Top of Records for this task

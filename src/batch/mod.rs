//! 请求批处理模块：按 Token 上限动态打包内容条目。
//!
//! # Request Batching Module
//!
//! Packs variable-length content items into summarization requests that respect
//! the provider's hard token ceilings.
//!
//! ## Overview
//!
//! LLM providers cap both the request payload and the response size. The
//! builder keeps every batch under the input ceiling (and, optionally, the
//! expected output ceiling) while preserving item order, so a pipeline can
//! checkpoint by position and never skip or duplicate work.
//!
//! ## Key Components
//!
//! | Component | Description |
//! |-----------|-------------|
//! | [`BatchLimits`] | Configured thresholds (tokens, batch size, output budget) |
//! | [`BatchLimitPolicy`] | Pure predicates over the thresholds |
//! | [`ItemTruncator`] | Shrinks an oversized item to a token budget |
//! | [`DynamicBatchBuilder`] | Single-pass packing algorithm |
//! | [`Batch`] / [`BatchRequest`] | Packed items and their dispatch wrapper |
//! | [`BatchResult`] / [`BatchFailure`] | Per-request outcome of a dispatch |
//!
//! ## Example
//!
//! ```rust
//! use ai_batch_pipeline::batch::{BatchLimits, DynamicBatchBuilder};
//! use ai_batch_pipeline::types::Item;
//! use chrono::Utc;
//!
//! let limits = BatchLimits::new()
//!     .with_max_tokens_per_request(1_000)
//!     .with_max_batch_size(10)
//!     .with_base_prompt_tokens(0);
//! let builder = DynamicBatchBuilder::new(limits);
//!
//! let items = vec![
//!     Item::new(1, "First", "a short body", Utc::now()),
//!     Item::new(2, "Second", "another short body", Utc::now()),
//! ];
//! let batches = builder.build(items);
//! assert_eq!(batches.len(), 1);
//! ```

mod builder;
mod policy;
mod truncator;
mod types;

pub use builder::DynamicBatchBuilder;
pub use policy::{BatchLimitPolicy, BatchLimits};
pub use truncator::{ItemTruncator, TRUNCATION_MARKER};
pub use types::{Batch, BatchFailure, BatchMetrics, BatchRequest, BatchResult};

Bottom of Records for this task

= The problem =
Reproduce exactly, and only, the part of the listing above that begins at the line with "Component | Description |" and goes on through the line with "dispatch wrapper |".

= Output for this exercise =
//! | Component | Description |
//! |-----------|-------------|
//! | [`BatchLimits`] | Configured thresholds (tokens, batch size, output budget) |
//! | [`BatchLimitPolicy`] | Pure predicates over the thresholds |
//! | [`ItemTruncator`] | Shrinks an oversized item to a token budget |
//! | [`DynamicBatchBuilder`] | Single-pass packing algorithm |
//! | [`Batch`] / [`BatchRequest`] | Packed items and their dispatch wrapper |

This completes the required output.